Performance parenting: a post that pretends to ask a question but is really all about showing off the OP's wonderful parenting lol.

BillSykesDog Wed 02-Nov-16 23:27:48

DS is 4. He had sweets at 2. He has had an occasional sip (about once a month) of fizzy drinks since he was 4.5.

My personal belief is that you should teach children to have everything in moderation and that forbidding things does more harm than good because the forbidden is more attractive. Plus I think it encourages a healthier relationship with food than encouraging guilt for eating something 'naughty'.

But that's my own opinion and what other people choose to do with their kids is up to them.

ollieplimsoles Wed 02-Nov-16 23:28:14

Oh right I didn't know that,

Ok op out with it, what did you do with your 12 yr old ds??

ollieplimsoles Wed 02-Nov-16 23:30:33

Congratulations on your twins too flowers

I think a relaxed approach is good, especially if you have a lot on your plate.

I'm doing it to piss mil off really, and stop her trying to control yet another situation, shes obsessed with giving dd her 'first chocolate bar' and we keep saying no.

Jellybean83 Wed 02-Nov-16 23:32:47

He was probably around 3 when he first got sweets, like chocolates, cake etc.. mainly when birthday parties started happening. He was never really into crisps, it's only really now he's started asking for them (he's 7). He's never tried fizzy drinks and very rarely drinks juice, only ever milk or water. That wasn't a conscious effort on our part, it's purely because we never have juice in the house because DP lives on coffee and I only drink water, so his only choices have only ever been milk or water.

BackforGood Wed 02-Nov-16 23:34:59

pfb was a lot older than dc2 or dc 3 grin

TheNoodlesIncident Wed 02-Nov-16 23:40:47

I told ds's HT that he didn't like sweets and didn't eat them, she looked like hmm but it was true. Same with fizzy drinks, he just doesn't like them.

Mind you, he likes some sweets now (he's 8). He doesn't have very many though, and tends to forget he has them (from a party bag for example). Then DH and I eat them

jayisforjessica Wed 02-Nov-16 23:44:50

Sigh. I told DS1 that raisins were lollies, and so he got raisins as treats until he was about five (and started school). He never asked for lollies, haha. Similarly, until he was about I only offered milk and water on a regular basis, and juice (apple, orange, blackcurrant) were offered only on special occasions.

It was possible because I didn't have any older DC around to contradict what I was saying!
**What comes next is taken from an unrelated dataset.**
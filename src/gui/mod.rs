pub mod egui_canvas;
pub mod theme;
My DT are going to have an older brother who knows all too well that raisins aren't lollies.

Dontneedausername Wed 02-Nov-16 23:55:17

From a young age, probably before a year!
And DD fed DS choc buttons before he was even weaned!
My daughter has a real sweet tooth at 5, loves sweets and choc and my son eats his weight in fruit and veg every day... didn't really do anything different with them.

BlueFolly Wed 02-Nov-16 23:56:20

About 9 months.

You talk like it's all or nothing OP.

steff13 Wed 02-Nov-16 23:56:30

We have three, ages 17, 15, and 6. Their first "sweets" were a cupcake on each of their first birthdays. No candy or juice until they were about 3. Soda we still limit. We don't buy it, so it's never in the house. They can have it when we're eating out, or at a friend's house. The 6-year-old is allowed caffeine free soda only. Although, she will sneak and drink my coffee if I leave it unattended. hmm

pregnantat50 Wed 02-Nov-16 23:57:12

my parents saw a programme on tooth decay and gave my sister and me extra pocket money if we didnt eat sweets....well I am ashamed to say I spent the money on forbidden fruit and all that. They would have been better letting us have a little bit now and then but it seemed all the more desirable as we werent allowed any.

my own children had sweets from about 5

brandyandsummergloves Thu 03-Nov-16 00:00:14

Candy? Are you in the US op?

Sgtmajormummy Thu 03-Nov-16 00:08:29

DS (18) has a sort of "smash and grab" attitude about sweets. They're bought so rarely that he just has to eat them straight away! Haribo and Chupa Chups started their aggressive advertising when he was about 6.
Until then it was just the odd fruit jelly from about 3.
DD couldn't care less. Her Christmas sweets are still around at Easter.

CHOCOLATE is a completely different matter, though!